When you return the data, keep each character exactly as it appears.
[Opening TASK DATA section]
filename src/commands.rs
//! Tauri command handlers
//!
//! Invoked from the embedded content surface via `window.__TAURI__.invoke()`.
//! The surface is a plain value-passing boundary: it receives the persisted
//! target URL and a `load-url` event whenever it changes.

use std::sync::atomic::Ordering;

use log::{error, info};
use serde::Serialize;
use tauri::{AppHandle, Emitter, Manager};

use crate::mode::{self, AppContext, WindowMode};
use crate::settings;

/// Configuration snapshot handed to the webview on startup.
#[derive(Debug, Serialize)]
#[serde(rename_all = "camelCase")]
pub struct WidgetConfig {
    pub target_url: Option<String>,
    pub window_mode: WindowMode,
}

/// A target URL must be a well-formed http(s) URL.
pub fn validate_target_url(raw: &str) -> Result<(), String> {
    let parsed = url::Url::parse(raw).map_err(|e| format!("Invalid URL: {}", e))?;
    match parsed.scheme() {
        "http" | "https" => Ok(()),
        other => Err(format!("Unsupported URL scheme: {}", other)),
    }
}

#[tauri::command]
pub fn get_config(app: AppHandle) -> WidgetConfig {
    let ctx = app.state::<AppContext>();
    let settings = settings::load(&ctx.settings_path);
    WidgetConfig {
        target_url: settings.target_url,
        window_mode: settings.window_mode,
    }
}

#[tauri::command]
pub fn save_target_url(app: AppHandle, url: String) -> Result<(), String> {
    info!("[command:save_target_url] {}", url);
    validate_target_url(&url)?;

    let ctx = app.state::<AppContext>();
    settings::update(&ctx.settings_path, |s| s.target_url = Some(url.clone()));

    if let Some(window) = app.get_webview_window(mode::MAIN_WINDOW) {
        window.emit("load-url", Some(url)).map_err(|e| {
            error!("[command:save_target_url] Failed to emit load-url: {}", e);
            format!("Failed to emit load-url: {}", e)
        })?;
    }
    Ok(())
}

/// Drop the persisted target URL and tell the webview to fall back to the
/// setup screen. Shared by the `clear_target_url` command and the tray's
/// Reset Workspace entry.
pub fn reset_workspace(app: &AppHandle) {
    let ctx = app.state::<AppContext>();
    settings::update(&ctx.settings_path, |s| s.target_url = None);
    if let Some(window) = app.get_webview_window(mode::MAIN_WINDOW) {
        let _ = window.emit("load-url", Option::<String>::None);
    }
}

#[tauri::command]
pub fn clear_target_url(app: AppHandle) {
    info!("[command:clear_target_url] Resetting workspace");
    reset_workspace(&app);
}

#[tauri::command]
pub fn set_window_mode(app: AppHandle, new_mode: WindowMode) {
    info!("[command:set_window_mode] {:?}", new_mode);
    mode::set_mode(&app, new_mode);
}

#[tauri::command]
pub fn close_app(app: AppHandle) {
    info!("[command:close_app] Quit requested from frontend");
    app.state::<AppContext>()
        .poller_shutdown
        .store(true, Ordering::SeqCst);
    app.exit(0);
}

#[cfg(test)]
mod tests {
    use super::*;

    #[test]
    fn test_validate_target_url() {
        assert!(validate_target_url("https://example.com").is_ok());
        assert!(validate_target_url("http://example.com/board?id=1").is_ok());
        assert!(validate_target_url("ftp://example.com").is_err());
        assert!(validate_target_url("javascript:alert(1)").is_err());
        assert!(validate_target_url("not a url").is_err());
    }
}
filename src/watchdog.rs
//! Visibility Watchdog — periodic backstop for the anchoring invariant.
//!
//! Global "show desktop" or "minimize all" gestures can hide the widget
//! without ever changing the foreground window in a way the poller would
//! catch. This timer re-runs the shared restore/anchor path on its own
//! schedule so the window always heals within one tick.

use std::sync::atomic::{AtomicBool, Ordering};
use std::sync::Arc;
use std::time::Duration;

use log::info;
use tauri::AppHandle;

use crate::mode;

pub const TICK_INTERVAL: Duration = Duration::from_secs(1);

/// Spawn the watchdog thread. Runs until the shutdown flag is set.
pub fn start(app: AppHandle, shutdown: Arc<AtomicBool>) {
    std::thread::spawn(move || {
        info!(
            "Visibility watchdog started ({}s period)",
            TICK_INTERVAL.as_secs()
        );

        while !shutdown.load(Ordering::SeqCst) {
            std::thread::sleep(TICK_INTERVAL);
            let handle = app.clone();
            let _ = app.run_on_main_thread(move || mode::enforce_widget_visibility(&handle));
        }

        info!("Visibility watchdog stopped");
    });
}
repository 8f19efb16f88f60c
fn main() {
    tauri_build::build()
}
[Closing TASK DATA section]
[ANSWER TO THE EXERCISE]:
filename src/commands.rs
//! Tauri command handlers
//!
//! Invoked from the embedded content surface via `window.__TAURI__.invoke()`.
//! The surface is a plain value-passing boundary: it receives the persisted
//! target URL and a `load-url` event whenever it changes.

use std::sync::atomic::Ordering;

use log::{error, info};
use serde::Serialize;
use tauri::{AppHandle, Emitter, Manager};

use crate::mode::{self, AppContext, WindowMode};
use crate::settings;

/// Configuration snapshot handed to the webview on startup.
#[derive(Debug, Serialize)]
#[serde(rename_all = "camelCase")]
pub struct WidgetConfig {
    pub target_url: Option<String>,
    pub window_mode: WindowMode,
}

/// A target URL must be a well-formed http(s) URL.
pub fn validate_target_url(raw: &str) -> Result<(), String> {
    let parsed = url::Url::parse(raw).map_err(|e| format!("Invalid URL: {}", e))?;
    match parsed.scheme() {
        "http" | "https" => Ok(()),
        other => Err(format!("Unsupported URL scheme: {}", other)),
    }
}

#[tauri::command]
pub fn get_config(app: AppHandle) -> WidgetConfig {
    let ctx = app.state::<AppContext>();
    let settings = settings::load(&ctx.settings_path);
    WidgetConfig {
        target_url: settings.target_url,
        window_mode: settings.window_mode,
    }
}

#[tauri::command]
pub fn save_target_url(app: AppHandle, url: String) -> Result<(), String> {
    info!("[command:save_target_url] {}", url);
    validate_target_url(&url)?;

    let ctx = app.state::<AppContext>();
    settings::update(&ctx.settings_path, |s| s.target_url = Some(url.clone()));

    if let Some(window) = app.get_webview_window(mode::MAIN_WINDOW) {
        window.emit("load-url", Some(url)).map_err(|e| {
            error!("[command:save_target_url] Failed to emit load-url: {}", e);
            format!("Failed to emit load-url: {}", e)
        })?;
    }
    Ok(())
}

/// Drop the persisted target URL and tell the webview to fall back to the
/// setup screen. Shared by the `clear_target_url` command and the tray's
/// Reset Workspace entry.
pub fn reset_workspace(app: &AppHandle) {
    let ctx = app.state::<AppContext>();
    settings::update(&ctx.settings_path, |s| s.target_url = None);
    if let Some(window) = app.get_webview_window(mode::MAIN_WINDOW) {
        let _ = window.emit("load-url", Option::<String>::None);
    }
}

#[tauri::command]
pub fn clear_target_url(app: AppHandle) {
    info!("[command:clear_target_url] Resetting workspace");
    reset_workspace(&app);
}

#[tauri::command]
pub fn set_window_mode(app: AppHandle, new_mode: WindowMode) {
    info!("[command:set_window_mode] {:?}", new_mode);
    mode::set_mode(&app, new_mode);
}

#[tauri::command]
pub fn close_app(app: AppHandle) {
    info!("[command:close_app] Quit requested from frontend");
    app.state::<AppContext>()
        .poller_shutdown
        .store(true, Ordering::SeqCst);
    app.exit(0);
}

#[cfg(test)]
mod tests {
    use super::*;

    #[test]
    fn test_validate_target_url() {
        assert!(validate_target_url("https://example.com").is_ok());
        assert!(validate_target_url("http://example.com/board?id=1").is_ok());
        assert!(validate_target_url("ftp://example.com").is_err());
        assert!(validate_target_url("javascript:alert(1)").is_err());
        assert!(validate_target_url("not a url").is_err());
    }
}
filename src/watchdog.rs
//! Visibility Watchdog — periodic backstop for the anchoring invariant.
//!
//! Global "show desktop" or "minimize all" gestures can hide the widget
//! without ever changing the foreground window in a way the poller would
//! catch. This timer re-runs the shared restore/anchor path on its own
//! schedule so the window always heals within one tick.

use std::sync::atomic::{AtomicBool, Ordering};
use std::sync::Arc;
use std::time::Duration;

use log::info;
use tauri::AppHandle;

use crate::mode;

pub const TICK_INTERVAL: Duration = Duration::from_secs(1);

/// Spawn the watchdog thread. Runs until the shutdown flag is set.
pub fn start(app: AppHandle, shutdown: Arc<AtomicBool>) {
    std::thread::spawn(move || {
        info!(
            "Visibility watchdog started ({}s period)",
            TICK_INTERVAL.as_secs()
        );

        while !shutdown.load(Ordering::SeqCst) {
            std::thread::sleep(TICK_INTERVAL);
            let handle = app.clone();
            let _ = app.run_on_main_thread(move || mode::enforce_widget_visibility(&handle));
        }

        info!("Visibility watchdog stopped");
    });
}
repository 8f19efb16f88f60c
fn main() {
    tauri_build::build()
}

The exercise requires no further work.